With his own lunch companions still en route, Archie shook out the copy of the previous evening’s Standard left behind by his table’s last occupant and turned to the puzzle pages. Codeword was his favourite. He was getting faster each time, though it would be a while before he was able to crack the puzzle as quickly as his great-aunt Penny could.
As he pondered whether the number twenty-four represented an “a” or an “o,” Archie’s phone buzzed with a message. It was Arlene, Penny’s housekeeper, letting him know that she’d put Penny and her older sister Josephine into a taxi which should reach Sloane Square at any moment. Archie thanked Arlene for letting him know. She really was a treasure. But after forty minutes more there was still no sign of Archie’s beloved great-aunts. Then, just as he was about to call Arlene and ask her to check the taxi’s progress on her app, a managerial-type with a Peter Jones partner’s badge came flying up the escalator, calling out as she went, “Mr.
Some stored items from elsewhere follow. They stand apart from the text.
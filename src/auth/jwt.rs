/// Token Codec
///
/// Issues and verifies HS256-signed bearer tokens. The signing keys are
/// derived once from the configured secret and never rotated at runtime.
///
/// Every verification failure (bad structure, bad signature, foreign
/// algorithm, wrong issuer or purpose, expiry) collapses into
/// `AuthError::InvalidToken`; the reason is only logged at debug level.

use chrono::{DateTime, Utc};
use jsonwebtoken::{decode, encode, Algorithm, DecodingKey, EncodingKey, Header, Validation};

use crate::auth::claims::Claims;
use crate::configuration::JwtSettings;
use crate::error::{AppError, AuthError};

const SIGNING_ALGORITHM: Algorithm = Algorithm::HS256;

pub struct TokenCodec {
    encoding_key: EncodingKey,
    decoding_key: DecodingKey,
    issuer: String,
    purpose: String,
    expiry_seconds: i64,
}

impl TokenCodec {
    pub fn new(config: &JwtSettings) -> Self {
        Self {
            encoding_key: EncodingKey::from_secret(config.secret.as_bytes()),
            decoding_key: DecodingKey::from_secret(config.secret.as_bytes()),
            issuer: config.issuer.clone(),
            purpose: config.purpose.clone(),
            expiry_seconds: config.token_expiry_seconds,
        }
    }

    /// Lifetime of issued tokens, in seconds.
    pub fn expiry_seconds(&self) -> i64 {
        self.expiry_seconds
    }

    /// Issue a token for `identity` valid from now.
    ///
    /// # Errors
    /// Returns `AppError::Internal` if signing fails
    pub fn issue(&self, identity: &str) -> Result<String, AppError> {
        self.issue_at(identity, Utc::now())
    }

    pub fn issue_at(&self, identity: &str, now: DateTime<Utc>) -> Result<String, AppError> {
        let claims = Claims::new(
            identity,
            &self.issuer,
            &self.purpose,
            now,
            self.expiry_seconds,
        );

        encode(&Header::new(SIGNING_ALGORITHM), &claims, &self.encoding_key)
            .map_err(|e| AppError::Internal(format!("Token generation failed: {}", e)))
    }

    /// Verify a token against the current time.
    pub fn verify(&self, token: &str) -> Result<Claims, AuthError> {
        self.verify_at(token, Utc::now())
    }

    /// Verify a token as of `now`.
    ///
    /// Signature comparison is delegated to `jsonwebtoken`, which compares
    /// HMAC tags in constant time. Only `SIGNING_ALGORITHM` is accepted.
    pub fn verify_at(&self, token: &str, now: DateTime<Utc>) -> Result<Claims, AuthError> {
        let mut validation = Validation::new(SIGNING_ALGORITHM);
        validation.set_issuer(&[&self.issuer]);
        validation.set_required_spec_claims(&["exp", "iss", "sub"]);
        // expiry is checked below against the caller's clock
        validation.validate_exp = false;
        validation.leeway = 0;

        let claims = decode::<Claims>(token, &self.decoding_key, &validation)
            .map(|data| data.claims)
            .map_err(|e| {
                tracing::debug!(error = %e, "Token rejected");
                AuthError::InvalidToken
            })?;

        if claims.purpose != self.purpose {
            tracing::debug!("Token rejected: purpose mismatch");
            return Err(AuthError::InvalidToken);
        }

        if claims.is_expired_at(now) {
            tracing::debug!("Token rejected: expired");
            return Err(AuthError::InvalidToken);
        }

        Ok(claims)
    }

    /// Read-only probe: is this token currently valid?
    pub fn is_valid(&self, token: &str) -> bool {
        self.verify(token).is_ok()
    }
}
Archie Williamson? Is there a Mr. Archie Williamson in the café?”
“Right here,” said Archie, standing up and giving her a wave. Two customers seated on the first inner row of tables stood up at the same time, ready to take Archie’s place by the window the very second it was vacated. They eyed each other like Olympic athletes at the start of the hundred metres and would move just as quickly the moment Archie stepped out of the way.
“Thank goodness,” said the woman, whose name, according to her badge, was Erica. “It’s your great-aunts. The Misses Williamson? I need you to come with me.”
Archie was immediately worried. “Are they OK? Are they hurt?”
There had been an incident the previous month when Josephine slipped on a discarded burger outside McDonald’s on the King’s Road and took Penny down with her as she fell. They’d both had to spend the night in the Chelsea and Westminster Hospital with suspected concussion.
“No, no,” said Erica. “They’re both fine. At least physically they are.” She dropped her voice. “It’s something else. Something … Mr. Williamson, I think it might be easier to discuss this somewhere private. Would you mind?”
Archie followed Erica back down the escalator. When they reached the ground floor, Erica led Archie through the shelves of neatly-stacked towels and bed linens to a door he hadn’t previously noticed. She pushed the door open so that Archie could go ahead of her.
“Your great-aunts are in here,” she said.
Archie found it difficult, letting Erica hold the door for him when manners dictated it should have been the other way round, but he nodded and stepped inside all the same. He still didn’t know what to expect.
In a plain room decorated with tasteful pastel prints (available for sale on floor four), Archie’s great-aunts sat side by side on two chairs opposite a very tidy desk. Though it was a balmy spring day outside, they were both well-muffled in coats and scarves. Josephine was wearing a blue fisherman’s cap; Penny, her favourite mohair beret. Archie was always surprised by how small his aunts looked when he saw them out of the context of their South Kensington home but this time they looked tinier than ever. Perhaps it was the contrast with the two enormous men flanking them like sentries. Plain-clothed security officers, Archie realised with growing concern.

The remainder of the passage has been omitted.